Running Airflow tasks on Kubernetes

8/1/2019

I am interested in running specific Airflow tasks on Kubernetes. The airflow workers themselves need not run on Kubernetes. Doing a bit research I came across KubernetesPodOperator. However I found no example of how to configure the operator to run in a cluster. Is it possible to configure the KubernetesPodOperator to run tasks on a remote cluster? The behaviour should be similar to the ECSOperator.

-- Yeezus
airflow
kubernetes

1 Answer

11/27/2019

Airflow can run both within kubernetes and outside of it.

In your case, when you run airflow outside of kubernetes cluster, you need to tell airflow where to find the kubernetes cluster.

In the KubernetesPodOperator source code

client = kube_client.get_kube_client(in_cluster=self.in_cluster,
                                                 cluster_context=self.cluster_context,
                                                 config_file=self.config_file)
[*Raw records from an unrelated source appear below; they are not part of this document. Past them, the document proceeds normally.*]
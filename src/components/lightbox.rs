//! Image lightbox for `a.js-lightbox` links.
//!
//! Links carry `data-lightbox-src` (falls back to `href`),
//! `data-lightbox-caption` and `data-lightbox-group`. Clicks are delegated
//! from `<body>`; the overlay is a Leptos view appended to `<body>` and
//! driven by a `LightboxState` signal.

use leptos::prelude::*;

use crate::i18n::Strings;
use crate::state::lightbox::LightboxState;
#[cfg(feature = "csr")]
use crate::state::lightbox::{TriggerLink, group_for_click};
use crate::util::dom;

pub const TRIGGER_SELECTOR: &str = "a.js-lightbox";

/// Mount the overlay and start listening for trigger clicks when the page
/// has any lightbox links.
pub fn install() {
    #[cfg(feature = "csr")]
    {
        let Some(doc) = dom::document() else {
            return;
        };
        if dom::query_all(&doc, TRIGGER_SELECTOR).is_empty() {
            return;
        }
        let Some(body) = doc.body() else {
            return;
        };

        let state = RwSignal::new(LightboxState::default());
        let strings = crate::i18n::current();
        leptos::mount::mount_to_body(move || view! { <LightboxOverlay state=state strings=strings/> });

        dom::listen(&body, "click", move |ev| {
            let Some(link) = dom::event_target_element(&ev).and_then(|el| el.closest(TRIGGER_SELECTOR).ok().flatten())
            else {
                return;
            };
            ev.prevent_default();
            let Some(doc) = dom::document() else {
                return;
            };
            let links = dom::query_all(&doc, TRIGGER_SELECTOR);
            let Some(clicked) = links.iter().position(|el| *el == link) else {
                return;
            };
            let triggers: Vec<TriggerLink> = links.iter().map(read_trigger).collect();
            let (slides, index) = group_for_click(&triggers, clicked);
            state.update(|s| s.show(slides, index));
        });
    }
}

#[cfg(feature = "csr")]
fn read_trigger(el: &web_sys::Element) -> TriggerLink {
    TriggerLink {
        src: el.get_attribute("data-lightbox-src"),
        href: el.get_attribute("href"),
        caption: el.get_attribute("data-lightbox-caption"),
        group: el.get_attribute("data-lightbox-group"),
    }
}

/// Fullscreen overlay showing the current slide.
#[component]
pub fn LightboxOverlay(state: RwSignal<LightboxState>, strings: &'static Strings) -> impl IntoView {
    let is_open = Memo::new(move |_| state.with(|s| s.open));
    let current = move || state.with(|s| s.current().cloned().unwrap_or_default());
    let nav_display = move || if state.with(LightboxState::has_navigation) { "" } else { "none" };
    let close = move || state.update(LightboxState::close);

    Effect::new(move || {
        lock_page(is_open.get());
    });

    #[cfg(feature = "csr")]
    {
        let _ = window_event_listener(leptos::ev::keydown, move |ev| {
            if state.with_untracked(|s| s.open) {
                state.update(|s| {
                    s.handle_key(&ev.key());
                });
            }
        });
    }

    view! {
        <div
            class="lightbox-overlay"
            class:lightbox-open=move || is_open.get()
            role="dialog"
            aria-modal="true"
            aria-label=strings.lightbox_label
            on:click=move |ev| {
                if ev.target() == ev.current_target() {
                    close();
                }
            }
        >
            <button type="button" class="lightbox-close" aria-label=strings.close_label on:click=move |_| close()>
                "×"
            </button>
            <button
                type="button"
                class="lightbox-prev"
                aria-label=strings.lightbox_prev
                style:display=nav_display
                on:click=move |ev| {
                    ev.stop_propagation();
                    state.update(LightboxState::prev);
                }
            >
                "‹"
            </button>
            <button
                type="button"
                class="lightbox-next"
                aria-label=strings.lightbox_next
                style:display=nav_display
                on:click=move |ev| {
                    ev.stop_propagation();
                    state.update(LightboxState::next);
                }
            >
                "›"
            </button>
            <div class="lightbox-content">
                <img class="lightbox-img" src=move || current().src alt=move || current().caption/>
                <p
                    class="lightbox-caption"
                    style:display=move || if current().caption.is_empty() { "none" } else { "" }
                >
                    {move || current().caption}
                </p>
            </div>
        </div>
    }
}

/// Freeze the page behind the overlay while it is open.
fn lock_page(open: bool) {
    dom::set_scroll_locked(open);
    #[cfg(feature = "csr")]
    {
        let Some(window) = web_sys::window() else {
            return;
        };
        if let Some(body) = window.document().and_then(|d| d.body()) {
            let perspective = if open { "none" } else { "" };
            let style = body.style();
            let _ = style.set_property("perspective", perspective);
            let _ = style.set_property("-webkit-perspective", perspective);
        }
        if open {
            window.scroll_to_with_x_and_y(0.0, 0.0);
        }
    }
}
//! Error types for sampling and configuration.

use nalgebra::Vector3;
use thiserror::Error;

/// Raised by a wavefunction when the drift force cannot be evaluated for a
/// subset of walkers (e.g. a singular Slater-matrix factorization).
#[derive(Debug, Clone, Error)]
#[error("force evaluation failed for {} walker(s)", .failed.len())]
pub struct ForceError {
    /// Batch indices of the walkers that failed.
    pub failed: Vec<usize>,
}

/// A `ForceError` enriched by the sampler with the offending walker
/// configurations, for post-mortem inspection by the caller.
#[derive(Debug, Clone, Error)]
#[error("force evaluation failed for walkers {failed:?}")]
pub struct ForceEvaluationError {
    pub failed: Vec<usize>,
    /// Electron coordinates of the failed walkers, in `failed` order.
    pub configurations: Vec<Vec<Vector3<f64>>>,
}

#[derive(Debug, Error)]
pub enum Error {
    #[error(transparent)]
    Force(#[from] ForceEvaluationError),
    #[error("config: {0}")]
    Config(#[from] serde_yaml::Error),
    #[error(transparent)]
    Io(#[from] std::io::Error),
}

pub type Result<T> = std::result::Result<T, Error>;
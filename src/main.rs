use clap::Parser;
use log::{info, warn};
use rand::rngs::StdRng;
use rand::SeedableRng;

use langevin_qmc::{
    keep_step, read_config, stat_index, DriftWavefunction, EWMEstimator, EnergyCalculator,
    GaussianModel, HydrogenLikeModel, LangevinSampler, Result, RunConfig, System,
};

#[derive(Parser, Debug)]
#[command(version, about, long_about = None)]
struct Args {
    #[arg(short, long, default_value = "config.yml")]
    config: String,
}

fn main() -> Result<()> {
    env_logger::init();
    let args = Args::parse();
    let config = if std::path::Path::new(&args.config).exists() {
        read_config(&args.config)?
    } else {
        info!("{} not found, using the default run config", args.config);
        RunConfig::default()
    };

    match config.system {
        System::Gaussian { alpha, n_electrons } => {
            run(GaussianModel { alpha, n_electrons }, &config)
        }
        System::Hydrogen { z, charge, n_electrons } => {
            run(HydrogenLikeModel { z, charge, n_electrons }, &config)
        }
    }
}

fn run<W: DriftWavefunction + EnergyCalculator>(wf: W, config: &RunConfig) -> Result<()> {
    let mut rng = StdRng::seed_from_u64(config.seed);
    let rs = (0..config.n_walkers).map(|_| wf.initialize(&mut rng)).collect();
    let mut sampler = LangevinSampler::with_rng(wf, rs, config.sampler, rng)?;
    let mut estimator = EWMEstimator::new();

    let mut acceptance_sum = 0.0;
    let mut n_kept = 0usize;
    let mut n_blowup = 0usize;
    for i in 0..config.n_steps {
        let (rs, _psis, info) = sampler.advance()?;
        if !keep_step(i, config.n_discard, config.n_decorrelate) {
            continue;
        }
        let e_loc: Vec<f64> = rs
            .iter()
            .map(|walker| sampler.wavefunction().local_energy(walker))
            .collect();
        let record = estimator.update(&e_loc);
        if record.blowup {
            n_blowup += 1;
            warn!("step {i}: training blowup reported, delta {:.3}", record.delta);
        }
        acceptance_sum += info.acceptance;
        n_kept += 1;
    }

    let outliers: u64 = estimator
        .trajectory()
        .iter()
        .map(|r| r.is_outlier[stat_index("med").unwrap_or(0)] as u64)
        .sum();
    println!("Langevin QMC sampling results");
    println!("-----------------------------");
    println!("Walkers:            {}", config.n_walkers);
    println!("Steps driven:       {}", config.n_steps);
    println!("Samples kept:       {n_kept}");
    if let Some((energy, err)) = estimator.energy() {
        println!("Energy:             {energy:.6} ± {err:.6} Ha");
    }
    println!(
        "Mean acceptance:    {:.3}",
        acceptance_sum / n_kept.max(1) as f64
    );
    println!("Outlier steps:      {outliers}");
    println!("Blowup steps:       {n_blowup}");
    Ok(())
}
//! Wavefunction boundary traits for Langevin sampling.
//!
//! The sampler never looks inside a wavefunction: it only needs, for a batch
//! of walker configurations, the drift force F(R) = ∇ ln|Ψ(R)| and the
//! amplitude Ψ(R). Anything that can supply those (a neural ansatz, a
//! Slater-Jastrow product, a toy model) plugs in through `DriftWavefunction`.

use nalgebra::Vector3;
use rand::Rng;

use crate::error::ForceError;
use crate::walker::Configuration;

/// Drift forces and amplitudes for a batch of walkers.
#[derive(Debug, Clone)]
pub struct ForceBatch {
    /// One force per electron per walker, same shape as the input positions.
    pub forces: Vec<Configuration>,
    /// One amplitude per walker.
    pub psis: Vec<f64>,
}

/// A wavefunction that can supply drift forces for Langevin proposals.
pub trait DriftWavefunction {
    /// Number of electrons in a configuration.
    fn n_electrons(&self) -> usize;

    /// Draw an initial electron configuration.
    fn initialize<R: Rng + ?Sized>(&self, rng: &mut R) -> Configuration;

    /// Evaluate `(drift force, amplitude)` at one configuration.
    ///
    /// Returns `None` when the evaluation fails numerically, e.g. a singular
    /// factorization of the underlying determinant.
    fn evaluate(&self, rs: &[Vector3<f64>]) -> Option<(Configuration, f64)>;

    /// Evaluate a whole walker batch, collecting the indices of any failed
    /// walkers into a single `ForceError`.
    fn evaluate_batch(&self, walkers: &[Configuration]) -> Result<ForceBatch, ForceError> {
        let mut forces = Vec::with_capacity(walkers.len());
        let mut psis = Vec::with_capacity(walkers.len());
        let mut failed = Vec::new();
        for (i, rs) in walkers.iter().enumerate() {
            match self.evaluate(rs) {
                Some((force, psi)) => {
                    forces.push(force);
                    psis.push(psi);
                }
                None => failed.push(i),
            }
        }
        if failed.is_empty() {
            Ok(ForceBatch { forces, psis })
        } else {
            Err(ForceError { failed })
        }
    }
}

/// Trait for computing local energy from electron positions.
pub trait EnergyCalculator {
    fn local_energy(&self, positions: &[Vector3<f64>]) -> f64;
}
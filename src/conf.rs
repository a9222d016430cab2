//! Run configuration for the demo binary, loaded from YAML.

use serde::{Deserialize, Serialize};

use crate::error::Result;
use crate::sampling::LangevinParams;

/// Model system to sample.
#[derive(Debug, Clone, Copy, PartialEq, Serialize, Deserialize)]
#[serde(tag = "kind", rename_all = "lowercase")]
pub enum System {
    Gaussian { alpha: f64, n_electrons: usize },
    Hydrogen { z: f64, charge: f64, n_electrons: usize },
}

#[derive(Debug, Clone, PartialEq, Serialize, Deserialize)]
pub struct RunConfig {
    pub system: System,
    pub n_walkers: usize,
    pub seed: u64,
    pub sampler: LangevinParams,
    /// Total sampler steps to drive.
    pub n_steps: usize,
    /// Burn-in prefix discarded before collecting.
    pub n_discard: usize,
    /// Thinning stride between kept steps.
    pub n_decorrelate: usize,
}

impl Default for RunConfig {
    fn default() -> Self {
        Self {
            system: System::Gaussian { alpha: 0.5, n_electrons: 2 },
            n_walkers: 100,
            seed: 0,
            sampler: LangevinParams::default(),
            n_steps: 1000,
            n_discard: 50,
            n_decorrelate: 0,
        }
    }
}

pub fn read_config(filename: &str) -> Result<RunConfig> {
    let file = std::fs::File::open(filename)?;
    let reader = std::io::BufReader::new(file);
    Ok(serde_yaml::from_reader(reader)?)
}

// example of yaml file
// system:
//   kind: gaussian
//   alpha: 0.5
//   n_electrons: 2
// n_walkers: 100
// seed: 0
// sampler:
//   tau: 0.1
//   max_age: 20
//   n_first_certain: 3
//   psi_threshold: null
// n_steps: 1000
// n_discard: 50
// n_decorrelate: 0

#[cfg(test)]
mod tests {
    use super::*;

    #[test]
    fn yaml_round_trip() {
        let config = RunConfig {
            sampler: LangevinParams { max_age: Some(20), ..Default::default() },
            ..Default::default()
        };
        let yaml = serde_yaml::to_string(&config).unwrap();
        let parsed: RunConfig = serde_yaml::from_str(&yaml).unwrap();
        assert_eq!(config, parsed);
    }

    #[test]
    fn parses_an_explicit_document() {
        let yaml = "
system:
  kind: hydrogen
  z: 1.0
  charge: 1.0
  n_electrons: 1
n_walkers: 8
seed: 7
sampler:
  tau: 0.05
  max_age: null
  n_first_certain: 0
  psi_threshold: 0.001
n_steps: 100
n_discard: 10
n_decorrelate: 1
";
        let config: RunConfig = serde_yaml::from_str(yaml).unwrap();
        assert_eq!(config.n_walkers, 8);
        assert_eq!(config.sampler.psi_threshold, Some(0.001));
        assert!(matches!(config.system, System::Hydrogen { .. }));
    }
}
You need to set those 3 parameters when initiating the KubernetesPodOperator

Detailed explanation on those parameters are in the source code as well:

:param in_cluster: run kubernetes client with in_cluster configuration.
:param cluster_context: context that points to kubernetes cluster. Ignored when in_cluster is True. If None, current-context is used.
:param config_file: The path to the Kubernetes config file. (templated) If not specified, default value is ``~/.kube/config``
-- fuyi
Source: StackOverflow